Output nothing but the lines from the first line of the entries to the line with "fn read_geometry(&self, path: &Path) -> Result<PixelGeometry>;", inclusive, exactly as they read.

BEGIN

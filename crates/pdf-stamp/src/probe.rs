//! Image metadata
//!
//! Pixel dimensions come from the `image` crate. Resolution is looked up per
//! format:
//! - PNG: the `pHYs` chunk, then an `eXIf` chunk
//! - JPEG: EXIF `XResolution`/`YResolution`, then the JFIF `APP0` density
//! - TIFF and WebP: EXIF
//!
//! Anything without usable density reports zero so the 72 DPI default
//! applies.

use crate::constants::{CM_PER_INCH, METERS_PER_INCH};
use crate::types::{PixelGeometry, Result};
use exif::{Exif, In, Tag, Value};
use image::{ImageFormat, ImageReader};
use std::io::Cursor;
use std::path::Path;

/// Source of image size and resolution
pub trait ImageProbe {
    fn read_geometry(&self, path: &Path) -> Result<PixelGeometry>;
}

/// Reads geometry from image files on disk
#[derive(Debug, Clone, Copy, Default)]
pub struct FileImageProbe;

impl ImageProbe for FileImageProbe {
    fn read_geometry(&self, path: &Path) -> Result<PixelGeometry> {
        let bytes = std::fs::read(path)?;
        let (width, height) = ImageReader::new(Cursor::new(&bytes))
            .with_guessed_format()?
            .into_dimensions()?;
        let (x_resolution, y_resolution) = read_resolution(&bytes).unwrap_or((0.0, 0.0));

        Ok(PixelGeometry {
            width,
            height,
            x_resolution,
            y_resolution,
        })
    }
}

/// Resolution in DPI from an encoded image, if it carries one
pub fn read_resolution(bytes: &[u8]) -> Option<(f32, f32)> {
    match image::guess_format(bytes).ok()? {
        ImageFormat::Png => png_resolution(bytes).or_else(|| exif_resolution(bytes)),
        ImageFormat::Jpeg => exif_resolution(bytes).or_else(|| jfif_resolution(bytes)),
        ImageFormat::Tiff | ImageFormat::WebP => exif_resolution(bytes),
        _ => None,
    }
}

fn png_resolution(bytes: &[u8]) -> Option<(f32, f32)> {
    let reader = png::Decoder::new(Cursor::new(bytes)).read_info().ok()?;
    let dims = reader.info().pixel_dims?;
    // Unspecified units only give the aspect ratio
    match dims.unit {
        png::Unit::Meter if dims.xppu > 0 && dims.yppu > 0 => Some((
            dims.xppu as f32 * METERS_PER_INCH,
            dims.yppu as f32 * METERS_PER_INCH,
        )),
        _ => None,
    }
}

fn exif_resolution(bytes: &[u8]) -> Option<(f32, f32)> {
    let exif = exif::Reader::new()
        .read_from_container(&mut Cursor::new(bytes))
        .ok()?;

    let x = exif_rational(&exif, Tag::XResolution)?;
    let y = exif_rational(&exif, Tag::YResolution).unwrap_or(x);

    // ResolutionUnit defaults to inches when absent
    let unit = exif
        .get_field(Tag::ResolutionUnit, In::PRIMARY)
        .and_then(|field| field.value.get_uint(0))
        .unwrap_or(2);
    match unit {
        2 => Some((x, y)),
        3 => Some((x * CM_PER_INCH, y * CM_PER_INCH)),
        _ => None,
    }
}

fn exif_rational(exif: &Exif, tag: Tag) -> Option<f32> {
    match &exif.get_field(tag, In::PRIMARY)?.value {
        Value::Rational(values) => values
            .first()
            .map(|r| r.to_f64() as f32)
            .filter(|v| v.is_finite() && *v > 0.0),
        _ => None,
    }
}

/// Density from a JFIF APP0 segment directly after SOI.
fn jfif_resolution(bytes: &[u8]) -> Option<(f32, f32)> {
    let segment = bytes.get(2..18)?;
    if segment[0..2] != [0xFF, 0xE0] || &segment[4..9] != b"JFIF\0" {
        return None;
    }

    let units = segment[11];
    let x_density = u16::from_be_bytes([segment[12], segment[13]]) as f32;
    let y_density = u16::from_be_bytes([segment[14], segment[15]]) as f32;
    if x_density == 0.0 || y_density == 0.0 {
        return None;
    }

    match units {
        1 => Some((x_density, y_density)),
        2 => Some((x_density * CM_PER_INCH, y_density * CM_PER_INCH)),
        _ => None,
    }
}
//! Shared constants for stamping
//!
//! This module centralizes magic numbers used by geometry, cropping and
//! the PDF backend.

// =============================================================================
// Unit Conversion
// =============================================================================

/// Points per inch, the PDF user-space unit
pub const POINTS_PER_INCH: f32 = 72.0;

/// Resolution assumed when an image carries none (1 pixel = 1 point)
pub const DEFAULT_RESOLUTION_DPI: f32 = 72.0;

/// Centimeters per inch, for dots-per-centimeter density headers
pub const CM_PER_INCH: f32 = 2.54;

/// Meters per inch, for PNG pixels-per-meter density
pub const METERS_PER_INCH: f32 = 0.0254;

// =============================================================================
// Default Page Dimensions
// =============================================================================

/// Default page width in points (US Letter: 8.5" × 11")
pub const DEFAULT_PAGE_WIDTH_PT: f32 = 612.0;

/// Default page height in points (US Letter)
pub const DEFAULT_PAGE_HEIGHT_PT: f32 = 792.0;

// =============================================================================
// Cropping
// =============================================================================

/// Slack allowed when comparing a percentage crop's far edge against the
/// page edge, so crops that land exactly on the edge survive float
/// rounding. Absolute crops get no slack.
pub const CROP_EDGE_TOLERANCE_PT: f32 = 1e-3;

// =============================================================================
// Resources
// =============================================================================

/// Prefix for XObject resource names of inserted images
pub const IMAGE_RESOURCE_PREFIX: &str = "StampImg";
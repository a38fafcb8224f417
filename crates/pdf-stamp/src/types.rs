use std::fmt;
use std::path::PathBuf;
use thiserror::Error;

#[derive(Error, Debug)]
pub enum StampError {
    #[error("PDF error: {0}")]
    Pdf(#[from] lopdf::Error),
    #[error("IO error: {0}")]
    Io(#[from] std::io::Error),
    #[error("Image error: {0}")]
    Image(#[from] image::ImageError),
    #[error("Invalid configuration: {0}")]
    Config(String),
    #[error(
        "Crop {rect} does not fit inside page of {page_width} x {page_height} pt"
    )]
    CropOutOfBounds {
        rect: Rect,
        page_width: f32,
        page_height: f32,
    },
    #[error("Crop percentages must be non-zero")]
    InvalidCropPercent,
    #[error("Page index {index} out of range (document has {page_count} pages)")]
    PageOutOfRange { index: usize, page_count: usize },
    #[error("Task join error: {0}")]
    TaskJoin(#[from] tokio::task::JoinError),
}

pub type Result<T> = std::result::Result<T, StampError>;

/// Rectangle in points, top-left based: `x0,y0` is the upper-left corner
/// and y grows downward.
#[derive(Debug, Clone, Copy, PartialEq, Default)]
pub struct Rect {
    pub x0: f32,
    pub y0: f32,
    pub x1: f32,
    pub y1: f32,
}

impl Rect {
    pub fn new(x0: f32, y0: f32, x1: f32, y1: f32) -> Self {
        Self { x0, y0, x1, y1 }
    }

    /// Create a rectangle from origin and size
    pub fn from_origin_size(x: f32, y: f32, width: f32, height: f32) -> Self {
        Self {
            x0: x,
            y0: y,
            x1: x + width,
            y1: y + height,
        }
    }

    pub fn width(&self) -> f32 {
        self.x1 - self.x0
    }

    pub fn height(&self) -> f32 {
        self.y1 - self.y0
    }
}

impl fmt::Display for Rect {
    fn fmt(&self, f: &mut fmt::Formatter<'_>) -> fmt::Result {
        write!(f, "({}, {}, {}, {})", self.x0, self.y0, self.x1, self.y1)
    }
}

/// Intrinsic size and resolution of a source image.
///
/// A resolution of zero means the format carried no density information.
#[derive(Debug, Clone, Copy, PartialEq, Default)]
pub struct PixelGeometry {
    pub width: u32,
    pub height: u32,
    pub x_resolution: f32,
    pub y_resolution: f32,
}

/// Which pages an image is drawn on
#[derive(Debug, Clone, Copy, PartialEq, Eq)]
pub enum PageTarget {
    /// A single zero-based page index
    Index(usize),
    /// Every page, in ascending order
    All,
}

impl Default for PageTarget {
    fn default() -> Self {
        PageTarget::Index(0)
    }
}

impl fmt::Display for PageTarget {
    fn fmt(&self, f: &mut fmt::Formatter<'_>) -> fmt::Result {
        match self {
            PageTarget::Index(index) => write!(f, "page {}", index),
            PageTarget::All => f.write_str("all pages"),
        }
    }
}

/// Recoverable, per-item problems. The batch continues after each of these.
#[derive(Debug, Clone, PartialEq)]
pub enum StampWarning {
    /// A fixed image's source file does not exist
    MissingSourceFile { path: PathBuf },
    /// A random or disposable pool has no regular files
    EmptyPool { pool: PathBuf },
    /// A pool directory could not be listed
    PoolUnreadable { pool: PathBuf, reason: String },
    /// Image metadata or pixels could not be read
    UnreadableImage { path: PathBuf, reason: String },
    /// Creating a configured directory failed
    DirectoryCreationFailure { directory: PathBuf, reason: String },
    /// A placed pool image could not be moved to its disposed directory
    DisposalMoveFailure {
        path: PathBuf,
        disposed_dir: PathBuf,
        reason: String,
    },
}

impl fmt::Display for StampWarning {
    fn fmt(&self, f: &mut fmt::Formatter<'_>) -> fmt::Result {
        match self {
            StampWarning::MissingSourceFile { path } => {
                write!(f, "image {} does not exist", path.display())
            }
            StampWarning::EmptyPool { pool } => {
                write!(f, "pool {} has no images", pool.display())
            }
            StampWarning::PoolUnreadable { pool, reason } => {
                write!(f, "pool {} can not be read: {}", pool.display(), reason)
            }
            StampWarning::UnreadableImage { path, reason } => {
                write!(f, "image {} can not be read: {}", path.display(), reason)
            }
            StampWarning::DirectoryCreationFailure { directory, reason } => {
                write!(
                    f,
                    "directory {} can not be created: {}",
                    directory.display(),
                    reason
                )
            }
            StampWarning::DisposalMoveFailure {
                path,
                disposed_dir,
                reason,
            } => write!(
                f,
                "image {} could not be moved to {}: {}",
                path.display(),
                disposed_dir.display(),
                reason
            ),
        }
    }
}

/// Outcome of one stamping run
#[derive(Debug, Clone, PartialEq, Default)]
pub struct StampReport {
    /// Whether every configured directory exists
    pub directories_ok: bool,
    /// Number of crop boxes set
    pub crops_applied: usize,
    /// Number of image draws, counting each page of an "all pages" target
    pub images_placed: usize,
    /// Files moved into a disposed directory
    pub disposed: Vec<PathBuf>,
    /// Recoverable problems, in the order they occurred
    pub warnings: Vec<StampWarning>,
}

impl StampReport {
    pub(crate) fn warn(&mut self, warning: StampWarning) {
        match warning {
            // Running a pool dry is the normal end state of disposable pools
            StampWarning::EmptyPool { .. } => log::info!("Skipping: {}", warning),
            _ => log::warn!("{}", warning),
        }
        self.warnings.push(warning);
    }
}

END

**WRITTEN SOLUTION**.
filename crates/pdf-stamp/src/probe.rs
//! Image metadata
//!
//! Pixel dimensions come from the `image` crate. Resolution is looked up per
//! format:
//! - PNG: the `pHYs` chunk, then an `eXIf` chunk
//! - JPEG: EXIF `XResolution`/`YResolution`, then the JFIF `APP0` density
//! - TIFF and WebP: EXIF
//!
//! Anything without usable density reports zero so the 72 DPI default
//! applies.

use crate::constants::{CM_PER_INCH, METERS_PER_INCH};
use crate::types::{PixelGeometry, Result};
use exif::{Exif, In, Tag, Value};
use image::{ImageFormat, ImageReader};
use std::io::Cursor;
use std::path::Path;

/// Source of image size and resolution
pub trait ImageProbe {
    fn read_geometry(&self, path: &Path) -> Result<PixelGeometry>;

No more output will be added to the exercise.